You're right that there might be space in the frame we could re-use. I was thinking that it would be a shame to always add storage to the frame for the raw frame pointer, but maybe the contract of llvm.coro.raw.frame.ptr.offset could be that it's only meaningful if the frame has extended alignment. Coroutine splitting would determine if any of the frame members was over-aligned and add a raw-pointer field if so. We'd be stuck allocating space in the frame even when allocation was elided, but stack space is cheap.

It does need to be an offset instead of a type index, though; the frontend will be emitting a GEP and will not know the frame type.

Sounds good to me. Thanks. I'll go ahead with llvm.coro.raw.frame.ptr.offset.

ychen abandoned this revision.Apr 29 2021, 12:09 AM

Reopened D97915 to address the feedbacks. Close this one.

ychen added a comment.Apr 29 2021, 8:25 PM

Oh, right now C++ coroutine standard is written in the way that the aligned new is not searched by the frontend. The limitation will be lifted in C++23 (hopefully).

I see. I am curious about the relationship of compiler implementation and language standard now. For example, Clang/LLVM implement coroutine before it becomes standard. The point I curious about is that should Clang/LLVM implement based on proposals accepted only?

Not a C++ language expert myself. But I think a proposal does not have to be formally accepted to kick-start the implementation (as long as the overall design is decided and the proposal is very likely to be accepted).

Oh, right now C++ coroutine standard is written in the way that the aligned new is not searched by the frontend. The limitation will be lifted in C++23 (hopefully).

I see. I am curious about the relationship of compiler implementation and language standard now. For example, Clang/LLVM implement coroutine before it becomes standard. The point I curious about is that should Clang/LLVM implement based on proposals accepted only?

Not a C++ language expert myself. But I think a proposal does not have to be formally accepted to kick-start the implementation (as long as the overall design is decided and the proposal is very likely to be accepted).

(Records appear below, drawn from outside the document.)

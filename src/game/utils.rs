use chess::{Board, Color, Piece, Rank, Square, ALL_SQUARES};
use std::str::FromStr;

use crate::error::MoveError;
use crate::models::{PieceKind, Side};

/// Convert a chess color to a side
pub fn side_from_color(color: Color) -> Side {
    match color {
        Color::White => Side::White,
        Color::Black => Side::Black,
    }
}

/// Convert a chess piece to its wire kind
pub fn kind_from_piece(piece: Piece) -> PieceKind {
    match piece {
        Piece::Pawn => PieceKind::Pawn,
        Piece::Knight => PieceKind::Knight,
        Piece::Bishop => PieceKind::Bishop,
        Piece::Rook => PieceKind::Rook,
        Piece::Queen => PieceKind::Queen,
        Piece::King => PieceKind::King,
    }
}

/// Parse an algebraic square such as `e4`
pub fn parse_square(square: &str) -> Result<Square, MoveError> {
    Square::from_str(&square.trim().to_lowercase())
        .map_err(|_| MoveError::InvalidSquare(square.to_string()))
}

/// Parse the promotion letter a client sent. Clients that do not ask get a queen.
pub fn parse_promotion(promotion: Option<&str>) -> Result<Piece, MoveError> {
    let Some(letter) = promotion else {
        return Ok(Piece::Queen);
    };
    match letter.trim().to_lowercase().as_str() {
        "q" => Ok(Piece::Queen),
        "r" => Ok(Piece::Rook),
        "b" => Ok(Piece::Bishop),
        "n" => Ok(Piece::Knight),
        _ => Err(MoveError::InvalidPromotion(letter.to_string())),
    }
}

/// Whether a pawn landing on `square` must promote
pub fn is_promotion_rank(square: Square) -> bool {
    matches!(square.get_rank(), Rank::First | Rank::Eighth)
}

#[derive(Default)]
struct Material {
    pawns: u32,
    knights: u32,
    bishops: u32,
    rooks: u32,
    queens: u32,
    bishop_on_light: bool,
    bishop_on_dark: bool,
}

impl Material {
    fn bare(&self) -> bool {
        self.pawns + self.knights + self.bishops + self.rooks + self.queens == 0
    }

    fn only_minor(&self, knights: u32, bishops: u32) -> bool {
        self.pawns == 0
            && self.rooks == 0
            && self.queens == 0
            && self.knights == knights
            && self.bishops == bishops
    }
}

/// Check if the board has insufficient material for checkmate
pub fn has_insufficient_material(board: &Board) -> bool {
    let mut white = Material::default();
    let mut black = Material::default();

    for square in ALL_SQUARES {
        let (Some(piece), Some(color)) = (board.piece_on(square), board.color_on(square)) else {
            continue;
        };
        let side = match color {
            Color::White => &mut white,
            Color::Black => &mut black,
        };
        match piece {
            Piece::Pawn => side.pawns += 1,
            Piece::Knight => side.knights += 1,
            Piece::Bishop => {
                side.bishops += 1;
                if (square.get_rank().to_index() + square.get_file().to_index()) % 2 == 0 {
                    side.bishop_on_dark = true;
                } else {
                    side.bishop_on_light = true;
                }
            }
            Piece::Rook => side.rooks += 1,
            Piece::Queen => side.queens += 1,
            Piece::King => {}
        }
    }

    // King vs king, or a lone minor piece against a bare king
    if (white.bare() || black.bare())
        && [&white, &black]
            .iter()
            .all(|m| m.bare() || m.only_minor(1, 0) || m.only_minor(0, 1))
    {
        return true;
    }

    // Bishop vs bishop on the same colour
    if white.only_minor(0, 1) && black.only_minor(0, 1) {
        return (white.bishop_on_light && black.bishop_on_light)
            || (white.bishop_on_dark && black.bishop_on_dark);
    }

    false
}

#[cfg(test)]
mod tests {
    use super::*;

    fn board(fen: &str) -> Board {
        Board::from_str(fen).unwrap()
    }

    #[test]
    fn test_parse_square() {
        assert_eq!(parse_square("e4").unwrap(), Square::E4);
        assert_eq!(parse_square("E4").unwrap(), Square::E4);
        assert_eq!(
            parse_square("z9").unwrap_err(),
            MoveError::InvalidSquare("z9".to_string())
        );
    }

    #[test]
    fn test_parse_promotion() {
        assert_eq!(parse_promotion(None).unwrap(), Piece::Queen);
        assert_eq!(parse_promotion(Some("N")).unwrap(), Piece::Knight);
        assert!(parse_promotion(Some("k")).is_err());
    }

    #[test]
    fn test_insufficient_material() {
        assert!(has_insufficient_material(&board("4k3/8/8/8/8/8/8/4K3 w - - 0 1")));
        assert!(has_insufficient_material(&board("4k3/8/8/8/8/8/8/4KN2 w - - 0 1")));
        assert!(has_insufficient_material(&board("4kb2/8/8/8/8/8/8/4K3 w - - 0 1")));
        // c1 and f8 are both dark squares
        assert!(has_insufficient_material(&board("4kb2/8/8/8/8/8/8/2B1K3 w - - 0 1")));
        assert!(!has_insufficient_material(&board("4k3/8/8/8/8/8/8/2B1KB2 w - - 0 1")));
        assert!(!has_insufficient_material(&board("4k3/8/8/8/8/8/8/R3K3 w - - 0 1")));
        assert!(!has_insufficient_material(&board("4k3/4p3/8/8/8/8/8/4K3 w - - 0 1")));
        assert!(!has_insufficient_material(&Board::default()));
    }
}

I see. I am still prefer to use the aligned allocator to solve the problems, although you and other reviewers prefer to use the over aligned frame.

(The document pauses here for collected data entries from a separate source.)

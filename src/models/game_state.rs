use serde::{Deserialize, Serialize};

/// Identifier handed to every websocket connection
pub type ConnectionId = String;

/// One of the two controlling roles at the table
#[derive(Serialize, Deserialize, Debug, Clone, Copy, PartialEq, Eq, Hash)]
pub enum Side {
    #[serde(rename = "w")]
    White,
    #[serde(rename = "b")]
    Black,
}

impl Side {
    pub fn opponent(self) -> Side {
        match self {
            Side::White => Side::Black,
            Side::Black => Side::White,
        }
    }

    /// Seat name used in seat and winner payloads
    pub fn name(self) -> &'static str {
        match self {
            Side::White => "white",
            Side::Black => "black",
        }
    }
}

/// A seat is either empty or held by exactly one connection
#[derive(Debug, Clone, PartialEq, Eq, Default)]
pub enum Seat {
    #[default]
    Vacant,
    Occupied {
        connection: ConnectionId,
        name: String,
    },
}

impl Seat {
    pub fn is_occupied(&self) -> bool {
        matches!(self, Seat::Occupied { .. })
    }

    pub fn is_held_by(&self, id: &str) -> bool {
        matches!(self, Seat::Occupied { connection, .. } if connection == id)
    }

    pub fn name(&self) -> Option<&str> {
        match self {
            Seat::Occupied { name, .. } => Some(name),
            Seat::Vacant => None,
        }
    }
}

/// Both seats at the table
#[derive(Debug, Clone, Default)]
pub struct Seats {
    white: Seat,
    black: Seat,
}

impl Seats {
    pub fn get(&self, side: Side) -> &Seat {
        match side {
            Side::White => &self.white,
            Side::Black => &self.black,
        }
    }

    pub fn get_mut(&mut self, side: Side) -> &mut Seat {
        match side {
            Side::White => &mut self.white,
            Side::Black => &mut self.black,
        }
    }

    /// The side held by this connection, if any
    pub fn side_of(&self, id: &str) -> Option<Side> {
        if self.white.is_held_by(id) {
            Some(Side::White)
        } else if self.black.is_held_by(id) {
            Some(Side::Black)
        } else {
            None
        }
    }

    pub fn is_full(&self) -> bool {
        self.white.is_occupied() && self.black.is_occupied()
    }

    pub fn is_empty(&self) -> bool {
        !self.white.is_occupied() && !self.black.is_occupied()
    }

    /// Vacates the seat held by `id` and returns which side it was
    pub fn vacate(&mut self, id: &str) -> Option<Side> {
        let side = self.side_of(id)?;
        *self.get_mut(side) = Seat::Vacant;
        Some(side)
    }

    /// Display name for the winner payload, falling back to the seat name
    pub fn display_name(&self, side: Side) -> String {
        self.get(side)
            .name()
            .map(str::to_string)
            .unwrap_or_else(|| side.name().to_string())
    }
}

/// Why a game stopped accepting moves
#[derive(Serialize, Deserialize, Debug, Clone, Copy, PartialEq, Eq)]
#[serde(rename_all = "lowercase")]
pub enum EndReason {
    Checkmate,
    Draw,
    Timeout,
    Disconnect,
}

/// Kind of a chess piece as the wire and the capture table see it
#[derive(Serialize, Deserialize, Debug, Clone, Copy, PartialEq, Eq)]
pub enum PieceKind {
    #[serde(rename = "p")]
    Pawn,
    #[serde(rename = "n")]
    Knight,
    #[serde(rename = "b")]
    Bishop,
    #[serde(rename = "r")]
    Rook,
    #[serde(rename = "q")]
    Queen,
    #[serde(rename = "k")]
    King,
}

impl PieceKind {
    /// Material value used for the captured-piece tally
    pub fn value(self) -> u32 {
        match self {
            PieceKind::Pawn => 1,
            PieceKind::Knight | PieceKind::Bishop => 3,
            PieceKind::Rook => 5,
            PieceKind::Queen => 9,
            PieceKind::King => 0,
        }
    }
}

/// A piece standing on some square
#[derive(Debug, Clone, Copy, PartialEq, Eq)]
pub struct PieceInfo {
    pub kind: PieceKind,
    pub side: Side,
}

#[derive(Serialize, Deserialize, Debug, Clone, PartialEq, Eq)]
pub struct CapturedPiece {
    pub piece: PieceKind,
    pub color: Side,
    pub value: u32,
}

impl From<PieceInfo> for CapturedPiece {
    fn from(info: PieceInfo) -> Self {
        CapturedPiece {
            piece: info.kind,
            color: info.side,
            value: info.kind.value(),
        }
    }
}

/// Captured material, keyed by the side that did the capturing
#[derive(Serialize, Deserialize, Debug, Clone, Default, PartialEq, Eq)]
pub struct CapturedPieces {
    pub white: Vec<CapturedPiece>,
    pub black: Vec<CapturedPiece>,
}

impl CapturedPieces {
    pub fn record(&mut self, captured_by: Side, piece: CapturedPiece) {
        match captured_by {
            Side::White => self.white.push(piece),
            Side::Black => self.black.push(piece),
        }
    }
}

/// Summary of the last accepted move
#[derive(Serialize, Deserialize, Debug, Clone, PartialEq, Eq)]
pub struct LastMove {
    pub from: String,
    pub to: String,
    pub piece: PieceKind,
    pub color: Side,
}

/// The single live game at the table
#[derive(Debug, Clone)]
pub struct GameState<P> {
    pub position: P,
    pub side_to_move: Side,
    pub started: bool,
    pub ended: bool,
    pub winner: Option<Side>,
    pub end_reason: Option<EndReason>,
    pub last_move: Option<LastMove>,
    pub captured: CapturedPieces,
    pub in_check: bool,
}

impl<P> GameState<P> {
    pub fn new(position: P) -> Self {
        GameState {
            position,
            side_to_move: Side::White,
            started: false,
            ended: false,
            winner: None,
            end_reason: None,
            last_move: None,
            captured: CapturedPieces::default(),
            in_check: false,
        }
    }

    /// Freezes the game; `winner` is `None` for a draw
    pub fn finish(&mut self, winner: Option<Side>, reason: EndReason) {
        self.ended = true;
        self.winner = winner;
        self.end_reason = Some(reason);
    }

    pub fn is_in_progress(&self) -> bool {
        self.started && !self.ended
    }
}

#[cfg(test)]
mod tests {
    use super::*;

    fn occupied(id: &str, name: &str) -> Seat {
        Seat::Occupied {
            connection: id.to_string(),
            name: name.to_string(),
        }
    }

    #[test]
    fn test_seats_track_connections() {
        let mut seats = Seats::default();
        assert!(seats.is_empty());

        *seats.get_mut(Side::White) = occupied("a", "Alice");
        *seats.get_mut(Side::Black) = occupied("b", "Bob");
        assert!(seats.is_full());
        assert_eq!(seats.side_of("b"), Some(Side::Black));
        assert_eq!(seats.side_of("c"), None);

        assert_eq!(seats.vacate("a"), Some(Side::White));
        assert_eq!(seats.vacate("a"), None);
        assert!(!seats.get(Side::White).is_occupied());
        assert_eq!(seats.display_name(Side::White), "white");
        assert_eq!(seats.display_name(Side::Black), "Bob");
    }

    #[test]
    fn test_piece_values() {
        assert_eq!(PieceKind::Pawn.value(), 1);
        assert_eq!(PieceKind::Knight.value(), 3);
        assert_eq!(PieceKind::Bishop.value(), 3);
        assert_eq!(PieceKind::Rook.value(), 5);
        assert_eq!(PieceKind::Queen.value(), 9);
        assert_eq!(PieceKind::King.value(), 0);
    }

    #[test]
    fn test_captured_piece_wire_shape() {
        let piece = CapturedPiece::from(PieceInfo {
            kind: PieceKind::Knight,
            side: Side::Black,
        });
        let json = serde_json::to_value(&piece).unwrap();
        assert_eq!(json, serde_json::json!({"piece": "n", "color": "b", "value": 3}));
    }
}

Oh, right now C++ coroutine standard is written in the way that the aligned new is not searched by the frontend. The limitation will be lifted in C++23 (hopefully).

I see. I am curious about the relationship of compiler implementation and language standard now. For example, Clang/LLVM implement coroutine before it becomes standard. The point I curious about is that should Clang/LLVM implement based on proposals accepted only?

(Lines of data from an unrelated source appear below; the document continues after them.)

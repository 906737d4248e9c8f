//! Per-turn countdown.
//!
//! Each [`TurnTimer::start`] issues a new generation and asks the scheduler to
//! call back with it once the budget runs out. A callback only counts if its
//! generation is still the armed one, so a wakeup that was already in flight
//! when the turn ended is dropped on arrival.

use chrono::Utc;
use std::time::Duration;

use crate::models::TimerUpdate;

pub const DEFAULT_TURN_BUDGET: Duration = Duration::from_millis(60_000);

/// Delivers a deferred `TurnExpired(generation)` back to the table
pub trait TimerScheduler {
    /// Replaces any pending wakeup with one for `generation`, due after `after`
    fn schedule(&mut self, generation: u64, after: Duration);

    /// Drops the pending wakeup, if any
    fn cancel(&mut self);
}

#[derive(Debug)]
pub struct TurnTimer<S> {
    scheduler: S,
    budget: Duration,
    generation: u64,
    armed: Option<u64>,
    turn_started_at: Option<i64>,
}

impl<S: TimerScheduler> TurnTimer<S> {
    pub fn new(scheduler: S, budget: Duration) -> Self {
        TurnTimer {
            scheduler,
            budget,
            generation: 0,
            armed: None,
            turn_started_at: None,
        }
    }

    /// Arms the countdown for a new turn, superseding any earlier one
    pub fn start(&mut self) -> TimerUpdate {
        self.generation += 1;
        self.armed = Some(self.generation);
        let started_at = Utc::now().timestamp_millis();
        self.turn_started_at = Some(started_at);
        self.scheduler.schedule(self.generation, self.budget);

        TimerUpdate {
            budget_ms: self.budget_ms(),
            start_timestamp: started_at,
        }
    }

    pub fn stop(&mut self) {
        if self.armed.take().is_some() {
            self.scheduler.cancel();
        }
        self.turn_started_at = None;
    }

    /// Consumes a firing. Returns true only for the armed generation.
    pub fn expire(&mut self, generation: u64) -> bool {
        if self.armed != Some(generation) {
            return false;
        }
        self.armed = None;
        self.turn_started_at = None;
        true
    }

    /// The running countdown, for viewers that connect mid-turn
    pub fn status(&self) -> Option<TimerUpdate> {
        self.armed?;
        Some(TimerUpdate {
            budget_ms: self.budget_ms(),
            start_timestamp: self.turn_started_at?,
        })
    }

    pub fn is_armed(&self) -> bool {
        self.armed.is_some()
    }

    pub fn generation(&self) -> u64 {
        self.generation
    }

    pub fn budget(&self) -> Duration {
        self.budget
    }

    pub fn scheduler(&self) -> &S {
        &self.scheduler
    }

    fn budget_ms(&self) -> u64 {
        u64::try_from(self.budget.as_millis()).unwrap_or(u64::MAX)
    }
}

#[cfg(test)]
pub(crate) mod testing {
    use super::*;

    /// Scheduler that only records what it was asked to do
    #[derive(Debug, Default)]
    pub struct ManualScheduler {
        pub pending: Option<(u64, Duration)>,
        pub scheduled: Vec<u64>,
        pub cancellations: usize,
    }

    impl TimerScheduler for ManualScheduler {
        fn schedule(&mut self, generation: u64, after: Duration) {
            self.pending = Some((generation, after));
            self.scheduled.push(generation);
        }

        fn cancel(&mut self) {
            self.pending = None;
            self.cancellations += 1;
        }
    }
}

Not a C++ language expert myself. But I think a proposal does not have to be formally accepted to kick-start the implementation (as long as the overall design is decided and the proposal is very likely to be accepted).

I see. I am still prefer to use the aligned allocator to solve the problems, although you and other reviewers prefer to use the over aligned frame.

It will be a hybrid of both. Since when a non-aligned version is picked by the frontend due to the aligned version not available, we still have to use overaligend frame. I'll send a separate patch for the aligned allocator searching.